Gina Prince-Bythewood is one of the most respected female filmmakers in the industry. Her latest film, The Old Guard, is a superhero story based on the graphic novel and adapted into a screenplay by Greg Rucka. Prince-Bythewood, best known for romances such as Love and Basketball (2000) and Beyond the Lights (2014), tackled a new genre in this action-packed sci-fi flick.
The Old Guard centers on a group of immortals led by a thousands-year-old female warrior named Andy (Charlize Theron) who has to indoctrinate and train a the old team’s first new recruit since 1812, a young Marine named Nile (KiKi Layne) whose immortality is discovered when she bounces back to life after she’s fatally wounded while deployed in the Middle East.
While watching The Old Guard, one gets the sense that this Prince-Bythewood has brought a new level of diversity and representation to the genre, and a sense of authenticity that has not been seen before. The spectacular fight sequences between Theron and Layne are staged and filmed with a unique vision and style. There’s real joy in watching a movie that’s filled with thrilling action that’s so strongly based in character backstory and character motivation. I spoke with Prince-Bythewood about that, and about the importance of normalizing warrior women.

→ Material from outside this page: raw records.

//! Gridded exploration of a finished section: which field a coordinate
//! falls in, stable-assemblage calculations on a regular grid, and
//! collection of derived quantities per field.

use std::collections::{BTreeMap, BTreeSet};
use std::fmt;
use std::time::Instant;

use geo::Contains;
use ps_areas::{AreaReport, create_shapes};
use ps_core::{InvId, PhaseSet, Point2, Real, UniId};
use ps_solver::{Solver, SolverSession};
use ps_topology::{ResultBlock, Section};
use tracing::{debug, info, warn};

use crate::data::{FieldData, Sources};
use crate::error::{GridError, GridResult};
use crate::expr::Expr;
use crate::grid::{CellStatus, GridData};

/// Name of the phase a data key refers to: `g(alm)` belongs to `g`.
pub fn base_phase(phase: &str) -> &str {
    phase.split('(').next().unwrap_or(phase).trim()
}

/// Values of `expr` over one phase's entry of a result block.
fn eval_block(block: &ResultBlock, phase: &str, expr: &Expr, src: &str) -> GridResult<Option<Real>> {
    let Some(vars) = block.data.as_ref().and_then(|d| d.get(phase)) else {
        return Ok(None);
    };
    expr.eval(vars).map(Some).map_err(|what| GridError::Expr {
        expr: src.to_string(),
        what,
    })
}

/// Successful single-node calculation.
struct Solved {
    block: ResultBlock,
    delta: Real,
    variance: i32,
}

fn solve_at<S: Solver>(
    solver: &mut S,
    session: &SolverSession,
    phases: &PhaseSet,
    at: Point2,
) -> GridResult<Option<Solved>> {
    let start = Instant::now();
    let run = solver.calc_assemblage(session, phases, at)?;
    let delta = start.elapsed().as_secs_f64();
    if !run.is_ok() || run.samples.len() != 1 {
        return Ok(None);
    }
    let variance = run.variance;
    Ok(run.samples.into_iter().next().map(|s| Solved {
        block: s.result,
        delta,
        variance,
    }))
}

/// A section together with its fields and, once computed, its grid.
#[derive(Clone, Debug)]
pub struct Explorer {
    section: Section,
    report: AreaReport,
    grid: Option<GridData>,
    variance: BTreeMap<PhaseSet, i32>,
    all_data_keys: BTreeMap<String, Vec<String>>,
}

impl Explorer {
    pub fn new(section: Section) -> Self {
        let report = create_shapes(&section);
        if !report.log.is_empty() {
            info!("{}", report.log.join(" "));
        }
        Self {
            section,
            report,
            grid: None,
            variance: BTreeMap::new(),
            all_data_keys: BTreeMap::new(),
        }
    }

    /// Attach a previously computed grid.
    pub fn with_grid(mut self, grid: GridData) -> Self {
        self.grid = Some(grid);
        self.create_masks();
        self.collect_all_data_keys();
        self
    }

    pub fn section(&self) -> &Section {
        &self.section
    }

    pub fn report(&self) -> &AreaReport {
        &self.report
    }

    pub fn grid(&self) -> Option<&GridData> {
        self.grid.as_ref()
    }

    pub fn is_gridded(&self) -> bool {
        self.grid.is_some()
    }

    /// Variance of a field, known once a grid node inside it was solved.
    pub fn variance(&self, key: &PhaseSet) -> Option<i32> {
        self.variance.get(key).copied()
    }

    /// Variables available for each phase in the grid results.
    pub fn all_data_keys(&self) -> &BTreeMap<String, Vec<String>> {
        &self.all_data_keys
    }

    pub fn keys(&self) -> impl Iterator<Item = &PhaseSet> + '_ {
        self.report.shapes.keys()
    }

    /// Every phase stable somewhere in the section.
    pub fn phases(&self) -> PhaseSet {
        self.keys().flat_map(|k| k.iter().map(str::to_string)).collect()
    }

    pub fn identify(&self, p: Point2) -> Option<&PhaseSet> {
        self.report.field_at(p)
    }

    /// Points bounding the given lines.
    pub fn invs_from_edges(&self, edges: &[UniId]) -> BTreeSet<InvId> {
        edges
            .iter()
            .filter_map(|id| self.section.uniline(*id))
            .flat_map(|uni| [uni.begin, uni.end])
            .flatten()
            .collect()
    }

    fn edges_of(&self, key: &PhaseSet) -> GridResult<&[UniId]> {
        self.report
            .edges
            .get(key)
            .map(Vec::as_slice)
            .ok_or_else(|| GridError::UnknownField(key.clone()))
    }

    fn nearest_inv(&self, p: Point2) -> Option<InvId> {
        self.section
            .invpoints()
            .map(|(id, inv)| (id, inv.point().distance(p)))
            .min_by(|a, b| a.1.total_cmp(&b.1))
            .map(|(id, _)| id)
    }

    /// Guess of the bounding-line sample closest to `p`.
    fn nearest_edge_guess(&self, key: &PhaseSet, p: Point2) -> Option<Vec<String>> {
        let mut best: Option<(Real, Vec<String>)> = None;
        for id in self.report.edges.get(key)? {
            let Some(uni) = self.section.uniline(*id) else {
                continue;
            };
            for ix in uni.used() {
                let d = uni.raw()[ix].distance(p);
                if best.as_ref().is_none_or(|(bd, _)| d < *bd)
                    && let Some(g) = uni.guess(Some(ix))
                {
                    best = Some((d, g.to_vec()));
                }
            }
        }
        best.map(|(_, g)| g)
    }

    /// Solve the stable assemblage at every grid node inside a field.
    ///
    /// Each node is seeded with the guess of the nearest invariant point,
    /// retried with the nearest bounding-line sample, and finally with solved
    /// neighbours in a repair pass.
    pub fn calculate_composition<S: Solver>(
        &mut self,
        solver: &mut S,
        session: &mut SolverSession,
        nx: usize,
        ny: usize,
    ) -> GridResult<()> {
        let mut grid = GridData::new(self.section.window(), nx, ny)?;
        let mut last_inv = None;
        for i in 0..grid.len() {
            let (r, c) = grid.row_col(i);
            let p = grid.point(r, c);
            let Some(key) = self.identify(p).cloned() else {
                continue;
            };
            if let Some(id) = self.nearest_inv(p)
                && last_inv != Some(id)
            {
                if let Some(g) = self.section.invpoint(id).and_then(|inv| inv.guess(None)) {
                    session.guesses = g.to_vec();
                }
                last_inv = Some(id);
            }
            grid.cell_mut(r, c).status = CellStatus::Failed;
            let phases = key.difference(&self.section.excess);
            let mut solved = solve_at(solver, session, &phases, p)?;
            if solved.is_none()
                && let Some(g) = self.nearest_edge_guess(&key, p)
            {
                session.guesses = g;
                solved = solve_at(solver, session, &phases, p)?;
            }
            if let Some(s) = solved {
                self.variance.entry(key).or_insert(s.variance);
                let cell = grid.cell_mut(r, c);
                cell.status = CellStatus::Solved;
                cell.result = Some(s.block);
                cell.delta = Some(s.delta);
            }
        }
        info!(
            empty = grid.count(CellStatus::Failed),
            "grid search done"
        );
        self.grid = Some(grid);
        self.fix_solutions(solver, session)?;
        self.create_masks();
        self.collect_all_data_keys();
        Ok(())
    }

    /// Retry failed nodes seeded from solved neighbours. Returns how many
    /// were fixed.
    pub fn fix_solutions<S: Solver>(
        &mut self,
        solver: &mut S,
        session: &mut SolverSession,
    ) -> GridResult<usize> {
        let mut grid = self.grid.take().ok_or(GridError::NotGridded)?;
        let outcome = self.retry_failed(&mut grid, solver, session);
        let empty = grid.count(CellStatus::Failed);
        self.grid = Some(grid);
        let fixed = outcome?;
        info!(fixed, empty, "fix done");
        Ok(fixed)
    }

    fn retry_failed<S: Solver>(
        &self,
        grid: &mut GridData,
        solver: &mut S,
        session: &mut SolverSession,
    ) -> GridResult<usize> {
        let failed: Vec<(usize, usize)> = (0..grid.len())
            .map(|i| grid.row_col(i))
            .filter(|&(r, c)| grid.cell(r, c).status == CellStatus::Failed)
            .collect();
        let mut fixed = 0;
        for (r, c) in failed {
            let p = grid.point(r, c);
            let Some(key) = self.identify(p).cloned() else {
                continue;
            };
            let phases = key.difference(&self.section.excess);
            for (rn, cn) in grid.neighbours(r, c) {
                let neighbour = grid.cell(rn, cn);
                if neighbour.status != CellStatus::Solved {
                    continue;
                }
                if let Some(g) = neighbour.result.as_ref().and_then(|b| b.guess.clone()) {
                    session.guesses = g;
                }
                if let Some(s) = solve_at(solver, session, &phases, p)? {
                    let cell = grid.cell_mut(r, c);
                    cell.status = CellStatus::Solved;
                    cell.result = Some(s.block);
                    cell.delta = Some(s.delta);
                    fixed += 1;
                    break;
                }
            }
            if grid.cell(r, c).status != CellStatus::Solved {
                warn!(x = p.x, y = p.y, "no solution found");
            }
        }
        Ok(fixed)
    }

    /// Rebuild per-field node membership from the field polygons.
    pub fn create_masks(&mut self) {
        let Some(grid) = self.grid.as_mut() else {
            return;
        };
        let mut masks = BTreeMap::new();
        for (key, shape) in &self.report.shapes {
            let mask: Vec<bool> = grid
                .nodes()
                .map(|(_, _, p, _)| shape.contains(&geo::Point::new(p.x, p.y)))
                .collect();
            masks.insert(key.clone(), mask);
        }
        debug!(fields = masks.len(), "grid masks created");
        grid.masks = masks;
    }

    /// Record which variables each phase offers, from the first solved node
    /// of every field.
    pub fn collect_all_data_keys(&mut self) {
        let mut keys = BTreeMap::new();
        if let Some(grid) = &self.grid {
            for mask in grid.masks.values() {
                let first = grid
                    .nodes()
                    .zip(mask)
                    .filter(|(_, inside)| **inside)
                    .find_map(|((_, _, _, cell), _)| {
                        (cell.status == CellStatus::Solved).then_some(cell.result.as_ref()).flatten()
                    });
                if let Some(data) = first.and_then(|b| b.data.as_ref()) {
                    for (phase, vars) in data {
                        keys.insert(phase.clone(), vars.keys().cloned().collect());
                    }
                }
            }
        }
        self.all_data_keys = keys;
    }

    pub fn collect_inv_data(&self, key: &PhaseSet, phase: &str, expr: &str) -> GridResult<FieldData> {
        let parsed = Expr::parse(expr)?;
        let mut out = FieldData::default();
        for id in self.invs_from_edges(self.edges_of(key)?) {
            let Some(inv) = self.section.invpoint(id) else {
                continue;
            };
            if inv.manual {
                continue;
            }
            if let Some(block) = inv.results.first()
                && let Some(v) = eval_block(block, phase, &parsed, expr)?
            {
                out.push(inv.point(), v);
            }
        }
        Ok(out)
    }

    pub fn collect_edges_data(&self, key: &PhaseSet, phase: &str, expr: &str) -> GridResult<FieldData> {
        let parsed = Expr::parse(expr)?;
        let mut out = FieldData::default();
        for id in self.edges_of(key)? {
            let Some(uni) = self.section.uniline(*id) else {
                continue;
            };
            let has_phase = uni.data(None).is_some_and(|d| d.contains_key(phase));
            if uni.manual || !has_phase || !uni.has_sample_results() {
                continue;
            }
            for ix in uni.used() {
                if let Some(v) = eval_block(&uni.results[ix], phase, &parsed, expr)? {
                    out.push(uni.raw()[ix], v);
                }
            }
        }
        Ok(out)
    }

    pub fn collect_grid_data(&self, key: &PhaseSet, phase: &str, expr: &str) -> GridResult<FieldData> {
        let parsed = Expr::parse(expr)?;
        let mut out = FieldData::default();
        let Some(grid) = &self.grid else {
            return Ok(out);
        };
        let Some(mask) = grid.masks.get(key) else {
            return Ok(out);
        };
        for ((_, _, p, cell), inside) in grid.nodes().zip(mask) {
            if !*inside || cell.status != CellStatus::Solved {
                continue;
            }
            if let Some(block) = &cell.result
                && let Some(v) = eval_block(block, phase, &parsed, expr)?
            {
                out.push(p, v);
            }
        }
        Ok(out)
    }

    /// Samples of `expr` for `phase` inside one field, from the chosen
    /// sources. Empty when the phase is not part of the field.
    pub fn collect_data(
        &self,
        key: &PhaseSet,
        phase: &str,
        expr: &str,
        which: Sources,
    ) -> GridResult<FieldData> {
        let mut out = FieldData::default();
        if !key.contains(base_phase(phase)) {
            return Ok(out);
        }
        if which.contains(Sources::INV) {
            out.extend(self.collect_inv_data(key, phase, expr)?);
        }
        if which.contains(Sources::EDGES) {
            out.extend(self.collect_edges_data(key, phase, expr)?);
        }
        if which.contains(Sources::GRID) {
            out.extend(self.collect_grid_data(key, phase, expr)?);
        }
        Ok(out)
    }

    /// Field data for every field carrying the phase, with the overall
    /// value range.
    pub fn merge_data(&self, phase: &str, expr: &str, which: Sources) -> GridResult<MergedData> {
        let mut merged = MergedData::default();
        for key in self.keys() {
            let data = self.collect_data(key, phase, expr, which)?;
            if let Some((lo, hi)) = data.range() {
                merged.min = merged.min.min(lo);
                merged.max = merged.max.max(hi);
                merged.fields.insert(key.clone(), data);
            }
        }
        Ok(merged)
    }
}

/// Data of several fields with the range over all of them.
#[derive(Clone, Debug, PartialEq)]
pub struct MergedData {
    pub fields: BTreeMap<PhaseSet, FieldData>,
    pub min: Real,
    pub max: Real,
}

impl Default for MergedData {
    fn default() -> Self {
        Self {
            fields: BTreeMap::new(),
            min: Real::MAX,
            max: Real::MIN,
        }
    }
}

impl MergedData {
    pub fn is_empty(&self) -> bool {
        self.fields.is_empty()
    }
}

impl fmt::Display for Explorer {
    fn fmt(&self, f: &mut fmt::Formatter<'_>) -> fmt::Result {
        writeln!(f, "{}", self.section)?;
        write!(f, "Areas: {}", self.report.len())?;
        if let Some(grid) = &self.grid {
            write!(f, "\n{grid}")?;
        }
        Ok(())
    }
}
/// Floating point type used for every coordinate and solver value.
pub type Real = f64;

/// Arithmetic mean, `None` for an empty slice.
pub fn mean(values: &[Real]) -> Option<Real> {
    if values.is_empty() {
        None
    } else {
        Some(values.iter().sum::<Real>() / values.len() as Real)
    }
}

Leslie Combemale: You have very little stunt doubling in The Old Guard. That had to be an incredible amount of work. Why did you make that choice, and how did your commitment to using the actors instead of stunt people influence how the fights were organized and shot?
Gina Prince-Bythewood: When I met with Charlize in the first meeting, to see if she was right for Andy, and then with KiKi, who had never done this kind of character before, that was one of the first conversations I had. The best action for me is the action that is character-driven, that has a story to it, and that is emotional, and to do that, it really needs to be the actors. It’s one thing to say that, it’s another thing to acknowledge the amount of work that it takes for the actors to really learn and be good in these scenes. It started there. Then, with my incredible stunt team, Jeff Haberstad (2nd Unit Director) and Fight Coordinators Danny Hernandez and Brycen Counts, who designed the stunts, it was talking about the story of each set piece. I wanted absolutely each set piece to have a different feel, and they should, because they all have a unique story to tell, so starting with the story of it.
Combemale: Can you please give us an example?
Prince-Bythewood: The plane fight, which was the first thing we shot in the entire movie, what I talk about is, what is it? Nile is this young woman who has been kidnapped. She is completely freaked out. She is angry and she’s trying to break free. Then there’s this woman, Andy, who wants to test and see who this new immortal is, who is coming into their camp, and wants to determine what her skills are. With that being the dynamic of the fight, and knowing that Nile has learned to fight in the Marines — they have a very specific fighting program. I wanted that to be the basis for the way she fought, and Andy knows every single fighting style known to man. You see Nile’s frustration build, where she can’t even touch Andy. There’s going to be a point where she just throws out that training, and goes back to what she learned from the streets, building that story within it. Also the fact that Nile, even though she’s getting decimated, her arm broken, and thrown to the floor, she doesn’t give up. That says so much much about her character, both to the audience and to Andy.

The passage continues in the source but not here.